Cape Town - Mbulelo Goniwe and Mohseen Moosa, the chairmen of the two committees steering the controversial Mineral and Petroleum Resources Bill through parliament, yesterday pledged that the final product would be a "sensitive" balance between the diametrically opposed views of business and labour on the proposed new law.
Addressing an impromptu media briefing as the committees prepared to hunker down "all day and night if necessary" until June 20 to finalise the bill, they said the committee also had to take into account the country's need for new investment, job creation and skills development, environmental management, and social upliftment without putting billions of rands worth of new investments in jeopardy.

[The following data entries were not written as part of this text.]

//! Wire envelopes
//!
//! JSON shapes exchanged with clients over the socket and between processes
//! through the log topics. All ids travel as strings on the wire; the server
//! parses them where it needs numeric ids.

use chrono::{DateTime, Utc};
use serde::{Deserialize, Serialize};

use crate::models::MessageKind;

/// Frame a client sends over the socket. `senderId` is never trusted from the
/// client; the gateway stamps the authenticated user id and its own clock
/// before anything downstream sees the record.
#[derive(Debug, Clone, Serialize, Deserialize)]
#[serde(rename_all = "camelCase")]
pub struct ClientEnvelope {
    #[serde(default, skip_serializing_if = "Option::is_none")]
    pub id: Option<String>,
    #[serde(rename = "type")]
    pub kind: MessageKind,
    pub content: String,
    /// May be empty when the frame addresses an existing conversation.
    #[serde(default)]
    pub receiver_id: String,
    #[serde(default, skip_serializing_if = "Option::is_none")]
    pub conversation_id: Option<String>,
    #[serde(default, skip_serializing_if = "Option::is_none")]
    pub file_name: Option<String>,
    #[serde(default, skip_serializing_if = "Option::is_none")]
    pub file_size: Option<i64>,
}

/// Record published to the inbound topic, keyed by `senderId`.
#[derive(Debug, Clone, Serialize, Deserialize)]
#[serde(rename_all = "camelCase")]
pub struct InboundRecord {
    #[serde(default, skip_serializing_if = "Option::is_none")]
    pub id: Option<String>,
    #[serde(rename = "type")]
    pub kind: MessageKind,
    pub content: String,
    pub sender_id: String,
    #[serde(default)]
    pub receiver_id: String,
    #[serde(default, skip_serializing_if = "Option::is_none")]
    pub conversation_id: Option<String>,
    pub timestamp: DateTime<Utc>,
    #[serde(default, skip_serializing_if = "Option::is_none")]
    pub file_name: Option<String>,
    #[serde(default, skip_serializing_if = "Option::is_none")]
    pub file_size: Option<i64>,
}

impl InboundRecord {
    /// Stamp a client frame with the authoritative sender and server time.
    pub fn from_client(envelope: ClientEnvelope, sender_id: i64, now: DateTime<Utc>) -> Self {
        Self {
            id: envelope.id,
            kind: envelope.kind,
            content: envelope.content,
            sender_id: sender_id.to_string(),
            receiver_id: envelope.receiver_id,
            conversation_id: envelope.conversation_id,
            timestamp: now,
            file_name: envelope.file_name,
            file_size: envelope.file_size,
        }
    }
}

/// Record published to the outbound topic (one per recipient, keyed by
/// `receiverId`) and delivered verbatim to the recipient's socket.
#[derive(Debug, Clone, Serialize, Deserialize)]
#[serde(rename_all = "camelCase")]
pub struct OutboundEnvelope {
    pub id: String,
    #[serde(rename = "type")]
    pub kind: MessageKind,
    pub content: String,
    pub sender_id: String,
    pub receiver_id: String,
    pub conversation_id: String,
    pub timestamp: DateTime<Utc>,
    #[serde(default, skip_serializing_if = "Option::is_none")]
    pub file_name: Option<String>,
    #[serde(default, skip_serializing_if = "Option::is_none")]
    pub file_size: Option<i64>,
}

/// Event published to the friend-request topic, keyed by
/// `"{requester}-{recipient}"`.
#[derive(Debug, Clone, Serialize, Deserialize)]
#[serde(rename_all = "camelCase")]
pub struct FriendRequestEvent {
    pub requester_user_id: i64,
    pub recipient_user_id: i64,
    pub timestamp: DateTime<Utc>,
}

impl FriendRequestEvent {
    pub fn key(&self) -> String {
        format!("{}-{}", self.requester_user_id, self.recipient_user_id)
    }
}

#[cfg(test)]
mod tests {
    use super::*;

    #[test]
    fn client_envelope_parses_minimal_frame() {
        let json = r#"{"type":"text","content":"hi","receiverId":"9"}"#;
        let envelope: ClientEnvelope = serde_json::from_str(json).unwrap();
        assert_eq!(envelope.kind, MessageKind::Text);
        assert_eq!(envelope.receiver_id, "9");
        assert!(envelope.id.is_none());
        assert!(envelope.conversation_id.is_none());
    }

    #[test]
    fn conversation_addressed_frame_needs_no_receiver() {
        let json = r#"{"type":"text","content":"hello","conversationId":"42"}"#;
        let envelope: ClientEnvelope = serde_json::from_str(json).unwrap();
        assert!(envelope.receiver_id.is_empty());
        assert_eq!(envelope.conversation_id.as_deref(), Some("42"));
    }

    #[test]
    fn inbound_record_overwrites_sender_and_timestamp() {
        let envelope: ClientEnvelope = serde_json::from_str(
            r#"{"id":"c-1","type":"file","content":"...","receiverId":"9","fileName":"a.pdf","fileSize":1024}"#,
        )
        .unwrap();
        let now = Utc::now();
        let record = InboundRecord::from_client(envelope, 7, now);
        assert_eq!(record.sender_id, "7");
        assert_eq!(record.timestamp, now);
        assert_eq!(record.file_name.as_deref(), Some("a.pdf"));
        assert_eq!(record.id.as_deref(), Some("c-1"));
    }

    #[test]
    fn outbound_envelope_uses_camel_case_keys() {
        let envelope = OutboundEnvelope {
            id: "12".to_string(),
            kind: MessageKind::Text,
            content: "hello".to_string(),
            sender_id: "7".to_string(),
            receiver_id: "9".to_string(),
            conversation_id: "3".to_string(),
            timestamp: Utc::now(),
            file_name: None,
            file_size: None,
        };
        let json = serde_json::to_string(&envelope).unwrap();
        assert!(json.contains("\"senderId\":\"7\""));
        assert!(json.contains("\"conversationId\":\"3\""));
        assert!(json.contains("\"type\":\"text\""));
        assert!(!json.contains("fileName"));
    }

    #[test]
    fn friend_request_event_key_shape() {
        let event = FriendRequestEvent {
            requester_user_id: 4,
            recipient_user_id: 5,
            timestamp: Utc::now(),
        };
        assert_eq!(event.key(), "4-5");
    }

    #[test]
    fn unknown_message_type_is_rejected() {
        let json = r#"{"type":"carrier-pigeon","content":"hi","receiverId":"9"}"#;
        assert!(serde_json::from_str::<ClientEnvelope>(json).is_err());
    }
}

"If you want a one-word answer to how we are going to address this process, that one word is 'sensibly'," Moosa said.
"We know how much is at stake. We know what large vested interests exist from the point of view of the economy, and we also know what important imperatives exist for economic empowerment.
"And as a government charting a pioneering transformation, this bill will have to achieve those objectives ... and unlock the wealth and resources of the country, but it will have to do that given the considerations of big business.
"We have to find a sensible medium, which is workable from both ends.
"What parliament wants to see is a modernisation of this industry so that it can be a cutting-edge industry at the forefront of resources internationally.
"It must be transformed in such a way that it can capture international markets, and it must be a driving force for alleviating the poverty of our people.
"We are changing the rules of the game but there are profits to be made by the big companies side by side, and not in conflict with, the achievement of national strategic objectives."
Goniwe said all the submissions received had supported "the fundamental principles of the bill" aimed at opening up the mining industry to black entrants in a meaningful way.
On the issue of security of tenure, the main problems raised by business were centred on the transitional arrangements in the move from old- to new-order rights. The "committee will address those concerns" and no planned new investments would, as had been claimed by some mining companies, be placed in jeopardy or their returns affected.
"But we are certainly not going to allow for a regime that says that they can realise those returns forever. Nobody is going to lose any money ... not even one cent, but we want to open up the process to ensure better competition."
Goniwe said there appeared to have been different interpretations about whether or not vesting mineral rights in the hands of the government was constitutional and did not amount to expropriation.
Various legal interpretations had indicated that it was neither, while most submissions had seemed "to be comfortable with" the 30-year mining rights to replace the old-order rights.
"It seems to be just a case of emphasis, but many submissions contained good ideas that we will consider ... and there do seem to be areas around security of tenure that can be tightened up," he said.
Moosa said it had been recognised that internationally mineral rights were granted for between 20 and 30 years "and in that sense we are modernising, but security of tenure also relates to what happens once those periods end ... this already creates a fairly clear environment in terms of which rights would be renewed.
"There is no doubt about that, but what does seem to be in doubt - and I guess it is based on mistrust more than doubt - is to what extent the minister will or will not grant these.
"For us, it is simple. The ministry must exercise reasonableness in the way that it does so."